__Aim of the task__:
Return every record exactly as written.

__Data supplied__:
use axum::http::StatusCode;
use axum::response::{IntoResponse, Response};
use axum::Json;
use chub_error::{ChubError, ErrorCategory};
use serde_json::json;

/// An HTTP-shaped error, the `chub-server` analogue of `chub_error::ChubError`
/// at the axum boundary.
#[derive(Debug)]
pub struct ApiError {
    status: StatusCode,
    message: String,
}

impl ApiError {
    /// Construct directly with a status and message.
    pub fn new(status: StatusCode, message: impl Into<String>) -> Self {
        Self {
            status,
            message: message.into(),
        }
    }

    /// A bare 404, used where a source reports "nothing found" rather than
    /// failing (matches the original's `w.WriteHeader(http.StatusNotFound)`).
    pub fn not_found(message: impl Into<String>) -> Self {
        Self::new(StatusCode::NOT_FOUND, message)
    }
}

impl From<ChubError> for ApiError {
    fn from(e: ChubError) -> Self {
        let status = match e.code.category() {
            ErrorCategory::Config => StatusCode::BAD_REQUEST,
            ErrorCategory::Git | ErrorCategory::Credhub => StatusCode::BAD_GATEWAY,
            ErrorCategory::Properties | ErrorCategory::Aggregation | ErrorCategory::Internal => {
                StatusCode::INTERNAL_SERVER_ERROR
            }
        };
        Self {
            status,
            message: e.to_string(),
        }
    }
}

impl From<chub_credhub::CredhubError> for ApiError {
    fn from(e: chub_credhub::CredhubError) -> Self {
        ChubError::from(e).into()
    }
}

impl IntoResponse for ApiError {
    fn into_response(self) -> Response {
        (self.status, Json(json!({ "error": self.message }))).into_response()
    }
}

__Output for this task__:
use axum::http::StatusCode;
use axum::response::{IntoResponse, Response};
use axum::Json;
use chub_error::{ChubError, ErrorCategory};
use serde_json::json;

/// An HTTP-shaped error, the `chub-server` analogue of `chub_error::ChubError`
/// at the axum boundary.
#[derive(Debug)]
pub struct ApiError {
    status: StatusCode,
    message: String,
}

impl ApiError {
    /// Construct directly with a status and message.
    pub fn new(status: StatusCode, message: impl Into<String>) -> Self {
        Self {
            status,
            message: message.into(),
        }
    }

    /// A bare 404, used where a source reports "nothing found" rather than
    /// failing (matches the original's `w.WriteHeader(http.StatusNotFound)`).
    pub fn not_found(message: impl Into<String>) -> Self {
        Self::new(StatusCode::NOT_FOUND, message)
    }
}

impl From<ChubError> for ApiError {
    fn from(e: ChubError) -> Self {
        let status = match e.code.category() {
            ErrorCategory::Config => StatusCode::BAD_REQUEST,
            ErrorCategory::Git | ErrorCategory::Credhub => StatusCode::BAD_GATEWAY,
            ErrorCategory::Properties | ErrorCategory::Aggregation | ErrorCategory::Internal => {
                StatusCode::INTERNAL_SERVER_ERROR
            }
        };
        Self {
            status,
            message: e.to_string(),
        }
    }
}

impl From<chub_credhub::CredhubError> for ApiError {
    fn from(e: chub_credhub::CredhubError) -> Self {
        ChubError::from(e).into()
    }
}

impl IntoResponse for ApiError {
    fn into_response(self) -> Response {
        (self.status, Json(json!({ "error": self.message }))).into_response()
    }
}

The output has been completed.